Three Boise State faculty – psychological science professor Theodore McDonald, Sandina Begic, an assistant research professor in the Center for Health Policy and professor and chair of psychological science Eric Landrum – have published a chapter in the book, “Confronting academic mobbing in higher education: Personal accounts and administrative action.”
The abstract for their chapter, The Role of Passive Evil in Perpetuating Downward Academic Mobbing, states:
Downward academic mobbing occurs when unethical administrators initiate a pattern of bullying, intimidation, and the commission of personal and career damage on undeserving faculty members (most often principled, tenured professors who question their decisions or call attention to unethical behavior such as policy violations and lack of academic due process).
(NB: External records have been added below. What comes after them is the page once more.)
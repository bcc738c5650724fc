//! Greedy route search.
//!
//! Builds a route one day at a time. From the current city, every city
//! within a day's drive is ranked by its remaining distance to the finish,
//! and the closest one not yet visited becomes the next stop. There is no
//! backtracking: if every reachable city has already been visited, the
//! search fails even when some other route exists.

use std::cmp::Ordering;
use std::collections::HashSet;

use tracing::debug;

use crate::database::Database;
use crate::domain::{DomainError, Itinerary, Location, Route};

use super::config::PlannerConfig;
use super::neighbors::neighbors;

/// Error from route planning.
#[derive(Debug, Clone, PartialEq, thiserror::Error)]
pub enum PlanError {
    /// Every city in range has already been visited
    #[error("no viable route after {stops} stops, stuck at {name}, {region}")]
    RouteNotFound {
        stops: usize,
        name: String,
        region: String,
    },

    /// Invalid planning request
    #[error("invalid planning request: {0}")]
    InvalidRequest(String),

    /// Assembled route broke a domain invariant
    #[error(transparent)]
    Domain(#[from] DomainError),
}

/// Where a search currently stands.
#[derive(Debug, Clone, PartialEq)]
pub enum SearchStatus {
    /// The finish has not been reached yet.
    InProgress,
    /// The current city is the finish.
    Succeeded,
    /// No unvisited city was in range.
    Failed(PlanError),
}

/// A single greedy search, advanced one day at a time.
///
/// [`RoutePlanner::plan`] drives this to completion. Hosts that need to
/// interrupt long searches can call [`RouteSearch::step`] themselves and
/// check for cancellation between steps.
pub struct RouteSearch<'a> {
    database: &'a Database,
    finish: &'a Location,
    max_daily_km: f64,
    route: Vec<&'a Location>,
    visited: HashSet<&'a Location>,
    status: SearchStatus,
}

impl<'a> RouteSearch<'a> {
    /// Start a search at `start`.
    pub fn new(
        database: &'a Database,
        start: &'a Location,
        finish: &'a Location,
        max_daily_km: f64,
    ) -> Self {
        let status = if start == finish {
            SearchStatus::Succeeded
        } else {
            SearchStatus::InProgress
        };

        Self {
            database,
            finish,
            max_daily_km,
            route: vec![start],
            visited: HashSet::from([start]),
            status,
        }
    }

    /// The city the route currently ends at.
    pub fn current(&self) -> &'a Location {
        self.route[self.route.len() - 1]
    }

    /// Number of stops so far, including the start.
    pub fn stops(&self) -> usize {
        self.route.len()
    }

    pub fn status(&self) -> &SearchStatus {
        &self.status
    }

    /// Advance by one day.
    ///
    /// Does nothing once the search has succeeded or failed.
    pub fn step(&mut self) -> &SearchStatus {
        if self.status != SearchStatus::InProgress {
            return &self.status;
        }

        let current = self.current();
        let finish = self.finish;

        let mut ranked: Vec<(f64, &'a Location)> =
            neighbors(current, self.database.locations(), self.max_daily_km)
                .map(|city| (city.distance_to(finish), city))
                .collect();
        ranked.sort_by(|a, b| by_goal_distance(*a, *b));

        let next = ranked
            .into_iter()
            .map(|(_, city)| city)
            .find(|city| !self.visited.contains(city));

        match next {
            None => {
                self.status = SearchStatus::Failed(PlanError::RouteNotFound {
                    stops: self.route.len(),
                    name: current.name().to_string(),
                    region: current.region().to_string(),
                });
            }
            Some(city) => {
                self.route.push(city);
                self.visited.insert(city);

                debug!(
                    city = %city,
                    remaining_km = city.distance_to(finish),
                    "Added stop to route"
                );

                if city == finish {
                    self.status = SearchStatus::Succeeded;
                }
            }
        }

        &self.status
    }

    /// Run the search to completion.
    pub fn run(mut self) -> Result<Route, PlanError> {
        loop {
            match self.step() {
                SearchStatus::InProgress => continue,
                SearchStatus::Failed(err) => return Err(err.clone()),
                SearchStatus::Succeeded => break,
            }
        }

        let stops = self.route.into_iter().cloned().collect();
        Ok(Route::new(stops)?)
    }
}

/// Order candidates by remaining distance, then by `(name, region)` so equal
/// distances resolve the same way on every run.
fn by_goal_distance(a: (f64, &Location), b: (f64, &Location)) -> Ordering {
    a.0.total_cmp(&b.0).then_with(|| a.1.key().cmp(&b.1.key()))
}

/// Greedy route planner over a city database.
pub struct RoutePlanner<'a> {
    database: &'a Database,
    config: &'a PlannerConfig,
}

impl<'a> RoutePlanner<'a> {
    /// Create a new planner.
    pub fn new(database: &'a Database, config: &'a PlannerConfig) -> Self {
        Self { database, config }
    }

    /// Begin a search without running it.
    pub fn search(&self, start: &'a Location, finish: &'a Location) -> RouteSearch<'a> {
        RouteSearch::new(self.database, start, finish, self.config.max_daily_km)
    }

    /// Plan a route from `start` to `finish`.
    ///
    /// # Errors
    ///
    /// Returns `PlanError::RouteNotFound` with the number of stops reached
    /// and the city where the search got stuck.
    pub fn plan(&self, start: &'a Location, finish: &'a Location) -> Result<Route, PlanError> {
        self.search(start, finish).run()
    }

    /// Plan a trip through `waypoints` in order, one leg per consecutive pair.
    ///
    /// The first leg that fails aborts the whole trip.
    pub fn plan_itinerary(&self, waypoints: &[&'a Location]) -> Result<Itinerary, PlanError> {
        if waypoints.len() < 2 {
            return Err(PlanError::InvalidRequest(
                "an itinerary needs a start and a finish".to_string(),
            ));
        }

        let legs = waypoints
            .windows(2)
            .map(|pair| {
                debug!(from = %pair[0], to = %pair[1], "Planning leg");
                self.plan(pair[0], pair[1])
            })
            .collect::<Result<Vec<_>, _>>()?;

        Ok(Itinerary::new(legs)?)
    }
}

#[cfg(test)]
#[path = "search_tests.rs"]
mod tests;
Once these unethical administrators succeed in framing a faculty victim as a target (often through innuendo, factual distortions, or outright lies), the victim’s colleagues—many of whom have known and benefited from the victim for years—either fail to support the victim (a problem known as passive evil) or begin actively participating in the persecution themselves (often in pursuit of personal gain). The purpose of this chapter is to focus on the first instance (i.e., passive evil), and to discuss how passive evildoers’ failure to stand up for victims of downward academic mobbing effectively encourages future acts of persecution—including against the passive evildoers themselves.